→ **TASK DESCRIPTION**:
Every line that contains "impl" must be located and copied from the data.
START MATERIAL SUPPLIED
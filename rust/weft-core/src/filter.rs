//! The two filter-chain protocols.
//!
//! Every call is wrapped by interceptor chains at two independent levels:
//!
//! - **endpoint filters** wrap a single call to one concrete callee; the
//!   chain terminates by invoking the [`Caller`] itself.
//! - **cluster filters** wrap the high-availability/load-balance decision
//!   across many candidate callees; the chain terminates by invoking
//!   `ha_strategy.call(request, load_balance)`.
//!
//! The two have different signatures and must not be mixed: a filter
//! declares which protocol it speaks via [`Filter::filter_type`], and the
//! factory hands out prototypes as a [`FilterPrototype`](crate::FilterPrototype)
//! so mixing is caught at chain-construction time.
//!
//! Chains are singly linked and execute in ascending index order as
//! assembled by the chain builder. Each chain ends in a process-wide
//! terminal sentinel at index [`LAST_FILTER_INDEX`] which performs the real
//! delegation and refuses any attempt to link something after it.

use std::sync::{Arc, OnceLock};

use tracing::error;

use weft_types::{Span, Url};

use crate::{Caller, HaStrategy, LoadBalance, Name, WeftRequest, WeftResponse, WithUrl};

/// Index of the terminal sentinel filters. Configured filters use indices
/// below this so the sentinel sorts last regardless of builder logic.
pub const LAST_FILTER_INDEX: i32 = 100;

/// Span recorded by a filter endpoint when a traced call enters its chain.
pub const SPAN_EP_FILTER_START: &str = "ep_filter_start";
/// Span recorded by the endpoint sentinel just before the real call.
pub const SPAN_EP_FILTER_END: &str = "ep_filter_end";
/// Span recorded by the cluster sentinel just before the ha strategy runs.
pub const SPAN_CLUSTER_FILTER: &str = "cluster_filter";

/// Which chain protocol a filter speaks.
#[derive(Debug, Clone, Copy, PartialEq, Eq)]
pub enum FilterType {
    EndPoint,
    Cluster,
}

/// Behavior shared by both filter protocols.
pub trait Filter: Name + Send + Sync {
    /// Position in the chain; lower indices run first.
    fn index(&self) -> i32;

    fn filter_type(&self) -> FilterType;
}

/// A node in an endpoint-level chain.
///
/// Concrete filters are prototypes: a stateless registered instance produces
/// a per-call-site instance via [`new_filter`](EndPointFilter::new_filter),
/// so per-route configuration read from the URL can parameterize an
/// otherwise shared filter type.
///
/// A filter's [`filter`](EndPointFilter::filter) performs its cross-cutting
/// work and then either short-circuits with its own response or delegates to
/// [`next`](EndPointFilter::next).
pub trait EndPointFilter: Filter {
    /// Produce the instance for one call site.
    fn new_filter(&self, url: &Url) -> Arc<dyn EndPointFilter>;

    /// Link the following node. Refused (with a logged error) on terminal
    /// sentinels, whose chains are structurally closed at the tail.
    fn set_next(&self, next: Arc<dyn EndPointFilter>);

    fn next(&self) -> Option<Arc<dyn EndPointFilter>>;

    fn has_next(&self) -> bool {
        self.next().is_some()
    }

    fn filter(&self, caller: &dyn Caller, request: &mut WeftRequest) -> WeftResponse;
}

/// A node in a cluster-level chain. Symmetric to [`EndPointFilter`].
pub trait ClusterFilter: Filter {
    /// Produce the instance for one call site.
    fn new_filter(&self, url: &Url) -> Arc<dyn ClusterFilter>;

    /// Link the following node. Refused (with a logged error) on terminal
    /// sentinels.
    fn set_next(&self, next: Arc<dyn ClusterFilter>);

    fn next(&self) -> Option<Arc<dyn ClusterFilter>>;

    fn has_next(&self) -> bool {
        self.next().is_some()
    }

    fn filter(
        &self,
        ha_strategy: &dyn HaStrategy,
        load_balance: &dyn LoadBalance,
        request: &mut WeftRequest,
    ) -> WeftResponse;
}

// ============================================================================
// Terminal sentinels
// ============================================================================

/// The terminal endpoint filter: delegates to the caller.
struct LastEndPointFilter;

/// The shared terminal endpoint-filter instance, created once on first use.
pub fn last_endpoint_filter() -> Arc<dyn EndPointFilter> {
    static HOLDER: OnceLock<Arc<LastEndPointFilter>> = OnceLock::new();
    HOLDER.get_or_init(|| Arc::new(LastEndPointFilter)).clone()
}

impl Name for LastEndPointFilter {
    fn name(&self) -> &str {
        "last_endpoint_filter"
    }
}

impl Filter for LastEndPointFilter {
    fn index(&self) -> i32 {
        LAST_FILTER_INDEX
    }

    fn filter_type(&self) -> FilterType {
        FilterType::EndPoint
    }
}

impl EndPointFilter for LastEndPointFilter {
    fn new_filter(&self, _url: &Url) -> Arc<dyn EndPointFilter> {
        last_endpoint_filter()
    }

    fn set_next(&self, next: Arc<dyn EndPointFilter>) {
        error!(
            filter = next.name(),
            "refusing to set next on the terminal endpoint filter"
        );
    }

    fn next(&self) -> Option<Arc<dyn EndPointFilter>> {
        None
    }

    fn filter(&self, caller: &dyn Caller, request: &mut WeftRequest) -> WeftResponse {
        if let Some(tc) = request.context_mut().trace_context.clone() {
            tc.put_req_span(Span::with_address(SPAN_EP_FILTER_END, caller.url().address()));
        }
        caller.call(request)
    }
}

/// The terminal cluster filter: delegates to the ha strategy.
struct LastClusterFilter;

/// The shared terminal cluster-filter instance, created once on first use.
pub fn last_cluster_filter() -> Arc<dyn ClusterFilter> {
    static HOLDER: OnceLock<Arc<LastClusterFilter>> = OnceLock::new();
    HOLDER.get_or_init(|| Arc::new(LastClusterFilter)).clone()
}

impl Name for LastClusterFilter {
    fn name(&self) -> &str {
        "last_cluster_filter"
    }
}

impl Filter for LastClusterFilter {
    fn index(&self) -> i32 {
        LAST_FILTER_INDEX
    }

    fn filter_type(&self) -> FilterType {
        FilterType::Cluster
    }
}

impl ClusterFilter for LastClusterFilter {
    fn new_filter(&self, _url: &Url) -> Arc<dyn ClusterFilter> {
        last_cluster_filter()
    }

    fn set_next(&self, next: Arc<dyn ClusterFilter>) {
        error!(
            filter = next.name(),
            "refusing to set next on the terminal cluster filter"
        );
    }

    fn next(&self) -> Option<Arc<dyn ClusterFilter>> {
        None
    }

    fn filter(
        &self,
        ha_strategy: &dyn HaStrategy,
        load_balance: &dyn LoadBalance,
        request: &mut WeftRequest,
    ) -> WeftResponse {
        if let Some(tc) = request.context_mut().trace_context.clone() {
            tc.put_req_span(Span::new(SPAN_CLUSTER_FILTER));
        }
        ha_strategy.call(request, load_balance)
    }
}

#[cfg(test)]
mod tests {
    use super::*;

    #[test]
    fn sentinels_are_singletons() {
        let a = last_endpoint_filter();
        let b = last_endpoint_filter();
        assert!(Arc::ptr_eq(&a, &b));

        let c = last_cluster_filter();
        let d = last_cluster_filter();
        assert!(Arc::ptr_eq(&c, &d));
    }

    #[test]
    fn sentinel_prototype_returns_itself() {
        let url = Url::new("motan2", "127.0.0.1", 8002, "svc");
        let sentinel = last_endpoint_filter();
        assert!(Arc::ptr_eq(&sentinel.new_filter(&url), &sentinel));

        let sentinel = last_cluster_filter();
        assert!(Arc::ptr_eq(&sentinel.new_filter(&url), &sentinel));
    }

    #[test]
    fn sentinel_refuses_set_next() {
        let ep = last_endpoint_filter();
        ep.set_next(last_endpoint_filter());
        assert!(!ep.has_next());
        assert!(ep.next().is_none());

        let cl = last_cluster_filter();
        cl.set_next(last_cluster_filter());
        assert!(!cl.has_next());
        assert!(cl.next().is_none());
    }

    #[test]
    fn sentinel_reports_tail_position() {
        assert_eq!(last_endpoint_filter().index(), LAST_FILTER_INDEX);
        assert_eq!(last_cluster_filter().index(), LAST_FILTER_INDEX);
        assert_eq!(last_endpoint_filter().filter_type(), FilterType::EndPoint);
        assert_eq!(last_cluster_filter().filter_type(), FilterType::Cluster);
    }
}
END MATERIAL SUPPLIED
→ **REPLY**:
impl Name for LastEndPointFilter {
impl Filter for LastEndPointFilter {
impl EndPointFilter for LastEndPointFilter {
impl Name for LastClusterFilter {
impl Filter for LastClusterFilter {
impl ClusterFilter for LastClusterFilter {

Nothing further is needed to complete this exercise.